─── Records for this task
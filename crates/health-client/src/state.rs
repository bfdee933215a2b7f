// Copyright 2025 Chris Custine
//
// Licensed under the Apache License, Version 2.0 (the "License");
// you may not use this file except in compliance with the License.
// You may obtain a copy of the License at
//
//     http://www.apache.org/licenses/LICENSE-2.0
//
// Unless required by applicable law or agreed to in writing, software
// distributed under the License is distributed on an "AS IS" BASIS,
// WITHOUT WARRANTIES OR CONDITIONS OF ANY KIND, either express or implied.
// See the License for the specific language governing permissions and
// limitations under the License.

//! Tagged result of a health check, as seen by a view.

use crate::client::{HealthError, HealthResponse};

/// Text shown while no successful response has arrived.
pub const LOADING_TEXT: &str = "loading";

/// Text shown when the backend answered without a `status` field.
pub const MISSING_STATUS_TEXT: &str = "undefined";

/// Outcome of the one-shot health check.
///
/// Starts as `Loading` and moves at most once, to `Ready` or `Failed`.
#[derive(Debug, Clone, Default, PartialEq, Eq)]
pub enum FetchState {
    #[default]
    Loading,

    /// Backend answered; `None` means the payload had no `status` field.
    Ready(Option<String>),

    /// The request or decode failed. Rendered the same as `Loading`.
    Failed(String),
}

impl FetchState {
    /// The status string to display after `Backend status: `.
    ///
    /// Failures are silent here and keep the loading text.
    pub fn display_text(&self) -> &str {
        match self {
            FetchState::Loading | FetchState::Failed(_) => LOADING_TEXT,
            FetchState::Ready(Some(status)) => status,
            FetchState::Ready(None) => MISSING_STATUS_TEXT,
        }
    }

    /// Whether the state has left `Loading`.
    pub fn is_settled(&self) -> bool {
        !matches!(self, FetchState::Loading)
    }

    /// Failure reason, if the check failed.
    pub fn failure(&self) -> Option<&str> {
        match self {
            FetchState::Failed(reason) => Some(reason),
            _ => None,
        }
    }
}

impl From<Result<HealthResponse, HealthError>> for FetchState {
    fn from(outcome: Result<HealthResponse, HealthError>) -> Self {
        match outcome {
            Ok(response) => FetchState::Ready(response.status),
            Err(e) => FetchState::Failed(e.to_string()),
        }
    }
}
──────
What you need to do:
What lines in the data above contain the word "Option"? Show them all.

Response area:
    Ready(Option<String>),
    pub fn failure(&self) -> Option<&str> {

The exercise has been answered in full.